Record set:
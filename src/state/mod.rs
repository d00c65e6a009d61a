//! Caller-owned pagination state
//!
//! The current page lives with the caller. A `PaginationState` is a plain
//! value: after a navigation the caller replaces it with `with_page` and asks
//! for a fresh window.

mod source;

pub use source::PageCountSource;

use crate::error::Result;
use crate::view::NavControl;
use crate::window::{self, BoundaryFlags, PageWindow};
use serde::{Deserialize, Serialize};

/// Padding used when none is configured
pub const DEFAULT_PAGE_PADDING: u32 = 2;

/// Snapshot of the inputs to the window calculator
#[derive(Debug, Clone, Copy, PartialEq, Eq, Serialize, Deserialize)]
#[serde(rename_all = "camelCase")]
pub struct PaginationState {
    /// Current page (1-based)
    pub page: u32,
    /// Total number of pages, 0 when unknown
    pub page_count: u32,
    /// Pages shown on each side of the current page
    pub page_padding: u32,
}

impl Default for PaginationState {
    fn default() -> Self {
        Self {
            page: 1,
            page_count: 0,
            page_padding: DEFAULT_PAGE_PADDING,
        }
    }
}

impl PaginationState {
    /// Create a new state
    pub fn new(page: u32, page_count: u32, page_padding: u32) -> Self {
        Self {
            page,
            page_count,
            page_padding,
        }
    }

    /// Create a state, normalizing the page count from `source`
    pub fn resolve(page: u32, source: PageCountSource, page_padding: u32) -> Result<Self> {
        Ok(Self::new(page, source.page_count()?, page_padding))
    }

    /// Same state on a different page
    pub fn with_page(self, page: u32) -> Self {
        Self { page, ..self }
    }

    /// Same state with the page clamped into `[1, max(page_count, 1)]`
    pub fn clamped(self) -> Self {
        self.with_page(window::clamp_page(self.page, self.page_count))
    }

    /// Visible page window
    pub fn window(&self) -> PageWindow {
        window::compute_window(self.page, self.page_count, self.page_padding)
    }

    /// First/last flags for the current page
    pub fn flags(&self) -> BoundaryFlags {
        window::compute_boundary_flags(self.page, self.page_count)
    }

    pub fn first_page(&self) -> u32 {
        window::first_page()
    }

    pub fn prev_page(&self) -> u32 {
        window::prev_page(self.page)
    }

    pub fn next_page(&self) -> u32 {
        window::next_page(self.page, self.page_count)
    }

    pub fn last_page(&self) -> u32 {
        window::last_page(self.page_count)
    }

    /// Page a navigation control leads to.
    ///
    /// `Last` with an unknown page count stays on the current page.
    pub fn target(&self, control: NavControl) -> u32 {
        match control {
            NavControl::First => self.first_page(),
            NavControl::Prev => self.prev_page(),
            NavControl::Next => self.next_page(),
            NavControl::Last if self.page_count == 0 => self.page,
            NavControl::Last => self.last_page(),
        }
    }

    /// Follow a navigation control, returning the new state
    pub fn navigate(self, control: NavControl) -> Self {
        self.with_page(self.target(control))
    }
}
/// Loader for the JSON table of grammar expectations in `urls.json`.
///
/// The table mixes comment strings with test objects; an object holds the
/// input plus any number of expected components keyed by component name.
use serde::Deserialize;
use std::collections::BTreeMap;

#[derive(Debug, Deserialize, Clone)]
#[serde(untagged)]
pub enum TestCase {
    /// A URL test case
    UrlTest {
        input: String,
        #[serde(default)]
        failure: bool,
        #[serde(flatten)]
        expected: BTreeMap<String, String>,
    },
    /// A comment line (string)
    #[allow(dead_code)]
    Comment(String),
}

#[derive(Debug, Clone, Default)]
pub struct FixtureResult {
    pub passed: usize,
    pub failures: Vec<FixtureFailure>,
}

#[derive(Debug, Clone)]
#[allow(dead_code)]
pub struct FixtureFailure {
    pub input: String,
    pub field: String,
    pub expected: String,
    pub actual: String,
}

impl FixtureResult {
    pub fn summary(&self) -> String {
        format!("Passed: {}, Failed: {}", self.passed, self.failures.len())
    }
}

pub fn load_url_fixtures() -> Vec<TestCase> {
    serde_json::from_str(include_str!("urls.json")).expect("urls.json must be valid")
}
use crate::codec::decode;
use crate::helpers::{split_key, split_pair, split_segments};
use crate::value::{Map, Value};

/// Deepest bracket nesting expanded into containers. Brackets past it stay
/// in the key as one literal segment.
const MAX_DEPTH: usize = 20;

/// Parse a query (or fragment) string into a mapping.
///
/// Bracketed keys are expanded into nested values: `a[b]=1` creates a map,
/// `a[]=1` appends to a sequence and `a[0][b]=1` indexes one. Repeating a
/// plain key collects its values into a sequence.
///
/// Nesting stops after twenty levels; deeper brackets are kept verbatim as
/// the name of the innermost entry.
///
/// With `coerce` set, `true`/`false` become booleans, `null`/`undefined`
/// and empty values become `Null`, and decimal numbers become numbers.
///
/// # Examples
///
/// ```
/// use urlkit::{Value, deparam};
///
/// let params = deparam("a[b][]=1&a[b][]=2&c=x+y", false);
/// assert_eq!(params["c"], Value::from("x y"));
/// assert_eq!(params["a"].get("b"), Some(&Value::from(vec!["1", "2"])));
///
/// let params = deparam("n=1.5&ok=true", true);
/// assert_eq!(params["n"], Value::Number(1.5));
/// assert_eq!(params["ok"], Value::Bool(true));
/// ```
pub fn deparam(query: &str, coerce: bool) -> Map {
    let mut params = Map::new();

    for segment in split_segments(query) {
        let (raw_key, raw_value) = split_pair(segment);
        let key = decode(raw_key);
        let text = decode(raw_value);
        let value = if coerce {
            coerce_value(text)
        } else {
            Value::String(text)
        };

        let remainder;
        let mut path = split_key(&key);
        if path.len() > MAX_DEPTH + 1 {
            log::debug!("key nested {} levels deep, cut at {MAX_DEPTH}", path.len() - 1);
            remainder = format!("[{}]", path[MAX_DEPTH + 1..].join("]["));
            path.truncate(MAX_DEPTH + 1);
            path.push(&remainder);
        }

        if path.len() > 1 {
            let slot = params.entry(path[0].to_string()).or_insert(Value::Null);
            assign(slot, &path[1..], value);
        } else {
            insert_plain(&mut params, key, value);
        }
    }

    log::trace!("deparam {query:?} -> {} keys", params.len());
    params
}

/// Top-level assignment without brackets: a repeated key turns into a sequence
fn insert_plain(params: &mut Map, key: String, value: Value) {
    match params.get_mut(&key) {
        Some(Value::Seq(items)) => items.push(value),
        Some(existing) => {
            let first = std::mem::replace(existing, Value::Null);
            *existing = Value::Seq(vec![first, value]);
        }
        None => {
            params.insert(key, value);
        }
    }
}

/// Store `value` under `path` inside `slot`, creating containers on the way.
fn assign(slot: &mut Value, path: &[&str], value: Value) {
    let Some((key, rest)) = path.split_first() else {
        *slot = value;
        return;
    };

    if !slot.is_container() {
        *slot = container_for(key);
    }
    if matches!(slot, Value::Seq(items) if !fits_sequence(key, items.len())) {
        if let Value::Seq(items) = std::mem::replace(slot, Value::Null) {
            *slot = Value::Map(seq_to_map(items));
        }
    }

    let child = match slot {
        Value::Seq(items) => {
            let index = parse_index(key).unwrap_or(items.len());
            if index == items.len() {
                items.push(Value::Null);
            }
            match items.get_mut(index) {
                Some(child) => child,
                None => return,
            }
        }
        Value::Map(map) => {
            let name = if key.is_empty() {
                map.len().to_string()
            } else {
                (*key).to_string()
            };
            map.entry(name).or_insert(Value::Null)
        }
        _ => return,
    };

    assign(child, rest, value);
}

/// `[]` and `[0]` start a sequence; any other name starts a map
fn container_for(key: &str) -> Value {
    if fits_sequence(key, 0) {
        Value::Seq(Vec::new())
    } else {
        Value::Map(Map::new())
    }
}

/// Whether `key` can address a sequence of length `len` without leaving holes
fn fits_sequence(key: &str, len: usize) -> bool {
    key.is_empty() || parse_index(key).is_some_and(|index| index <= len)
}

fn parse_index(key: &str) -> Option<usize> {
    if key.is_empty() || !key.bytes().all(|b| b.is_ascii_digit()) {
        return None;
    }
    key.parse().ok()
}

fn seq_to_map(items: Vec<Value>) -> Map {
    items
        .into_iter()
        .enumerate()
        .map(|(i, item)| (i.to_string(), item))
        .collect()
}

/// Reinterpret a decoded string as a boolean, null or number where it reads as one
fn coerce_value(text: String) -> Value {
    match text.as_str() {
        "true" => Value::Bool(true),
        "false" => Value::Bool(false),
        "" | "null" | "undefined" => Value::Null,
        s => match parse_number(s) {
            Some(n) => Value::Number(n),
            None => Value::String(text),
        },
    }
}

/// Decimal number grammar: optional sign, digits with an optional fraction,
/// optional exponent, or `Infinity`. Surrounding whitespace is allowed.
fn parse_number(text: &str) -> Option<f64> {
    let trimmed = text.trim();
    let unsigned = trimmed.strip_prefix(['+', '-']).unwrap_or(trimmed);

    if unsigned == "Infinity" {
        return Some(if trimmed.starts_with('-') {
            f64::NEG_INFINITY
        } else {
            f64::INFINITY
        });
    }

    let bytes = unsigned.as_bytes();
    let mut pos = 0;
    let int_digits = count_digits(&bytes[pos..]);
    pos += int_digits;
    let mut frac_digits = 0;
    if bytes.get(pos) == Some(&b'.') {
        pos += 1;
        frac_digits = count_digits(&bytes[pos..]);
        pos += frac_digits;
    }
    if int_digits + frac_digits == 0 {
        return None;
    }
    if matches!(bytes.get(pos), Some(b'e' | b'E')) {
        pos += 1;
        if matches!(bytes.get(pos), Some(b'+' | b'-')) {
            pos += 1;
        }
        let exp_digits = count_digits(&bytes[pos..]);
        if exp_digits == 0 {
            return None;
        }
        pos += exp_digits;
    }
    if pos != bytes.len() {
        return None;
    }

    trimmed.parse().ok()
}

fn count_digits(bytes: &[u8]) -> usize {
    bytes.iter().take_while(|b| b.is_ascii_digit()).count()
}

...

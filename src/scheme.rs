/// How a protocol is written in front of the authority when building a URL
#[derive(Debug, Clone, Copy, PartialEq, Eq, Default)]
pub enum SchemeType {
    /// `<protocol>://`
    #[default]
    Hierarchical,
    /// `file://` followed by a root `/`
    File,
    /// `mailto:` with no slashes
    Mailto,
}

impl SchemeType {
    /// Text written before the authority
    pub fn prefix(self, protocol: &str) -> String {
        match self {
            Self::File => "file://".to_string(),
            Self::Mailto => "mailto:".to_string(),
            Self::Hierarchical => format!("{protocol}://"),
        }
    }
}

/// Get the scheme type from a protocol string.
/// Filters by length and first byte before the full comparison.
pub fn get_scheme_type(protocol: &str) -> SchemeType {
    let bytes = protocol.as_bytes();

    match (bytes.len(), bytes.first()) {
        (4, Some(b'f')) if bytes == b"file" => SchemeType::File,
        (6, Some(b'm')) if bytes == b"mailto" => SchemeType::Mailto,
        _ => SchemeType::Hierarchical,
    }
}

* * *

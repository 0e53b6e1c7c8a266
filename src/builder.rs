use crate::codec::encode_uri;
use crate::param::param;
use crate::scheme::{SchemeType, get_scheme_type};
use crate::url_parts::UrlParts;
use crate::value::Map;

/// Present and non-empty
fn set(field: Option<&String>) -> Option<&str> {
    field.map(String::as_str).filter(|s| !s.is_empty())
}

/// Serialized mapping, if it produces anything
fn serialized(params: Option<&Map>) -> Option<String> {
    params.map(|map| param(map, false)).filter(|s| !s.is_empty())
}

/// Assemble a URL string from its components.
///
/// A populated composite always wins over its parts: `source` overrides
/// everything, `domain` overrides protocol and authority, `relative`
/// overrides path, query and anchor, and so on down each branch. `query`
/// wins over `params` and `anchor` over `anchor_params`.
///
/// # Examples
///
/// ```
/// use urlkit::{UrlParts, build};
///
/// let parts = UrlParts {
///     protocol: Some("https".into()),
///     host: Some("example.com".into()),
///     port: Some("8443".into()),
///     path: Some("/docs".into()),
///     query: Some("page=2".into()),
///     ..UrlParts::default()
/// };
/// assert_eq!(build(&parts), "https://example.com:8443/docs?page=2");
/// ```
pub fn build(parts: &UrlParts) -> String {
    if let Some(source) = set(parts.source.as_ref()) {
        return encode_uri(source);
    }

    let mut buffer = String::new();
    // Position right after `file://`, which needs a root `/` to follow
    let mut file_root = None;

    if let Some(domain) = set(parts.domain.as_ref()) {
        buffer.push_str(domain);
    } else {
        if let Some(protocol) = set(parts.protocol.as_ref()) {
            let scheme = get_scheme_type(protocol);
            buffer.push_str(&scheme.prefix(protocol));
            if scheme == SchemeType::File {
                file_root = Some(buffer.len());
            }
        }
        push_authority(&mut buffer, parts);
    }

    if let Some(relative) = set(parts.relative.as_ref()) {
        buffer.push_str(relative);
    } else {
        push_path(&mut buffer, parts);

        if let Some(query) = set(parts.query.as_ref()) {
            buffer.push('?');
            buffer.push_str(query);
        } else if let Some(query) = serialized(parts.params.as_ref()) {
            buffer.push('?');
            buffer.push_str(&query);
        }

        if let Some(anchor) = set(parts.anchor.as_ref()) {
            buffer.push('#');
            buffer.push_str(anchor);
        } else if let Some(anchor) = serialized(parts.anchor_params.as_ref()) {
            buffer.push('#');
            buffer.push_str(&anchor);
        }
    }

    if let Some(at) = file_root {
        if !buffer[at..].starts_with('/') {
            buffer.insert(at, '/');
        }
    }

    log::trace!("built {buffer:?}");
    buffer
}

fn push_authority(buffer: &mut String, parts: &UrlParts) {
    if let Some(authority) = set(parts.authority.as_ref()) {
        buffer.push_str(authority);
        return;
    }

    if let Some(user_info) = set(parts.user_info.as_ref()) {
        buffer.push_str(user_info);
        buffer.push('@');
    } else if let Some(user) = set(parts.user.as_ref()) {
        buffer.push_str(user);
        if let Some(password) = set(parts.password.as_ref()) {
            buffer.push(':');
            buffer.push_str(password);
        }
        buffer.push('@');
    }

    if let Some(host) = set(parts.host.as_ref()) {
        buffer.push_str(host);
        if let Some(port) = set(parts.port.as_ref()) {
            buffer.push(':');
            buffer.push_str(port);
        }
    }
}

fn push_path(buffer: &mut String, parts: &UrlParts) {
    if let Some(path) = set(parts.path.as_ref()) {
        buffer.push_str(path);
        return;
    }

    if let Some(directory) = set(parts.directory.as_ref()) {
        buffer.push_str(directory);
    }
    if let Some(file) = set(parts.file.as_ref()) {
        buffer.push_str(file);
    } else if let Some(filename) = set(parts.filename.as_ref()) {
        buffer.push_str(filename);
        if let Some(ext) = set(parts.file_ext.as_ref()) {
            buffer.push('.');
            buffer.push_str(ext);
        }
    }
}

Exercise:
Determine how many lines above contain the string "codec". Give only that number.

Output below:
2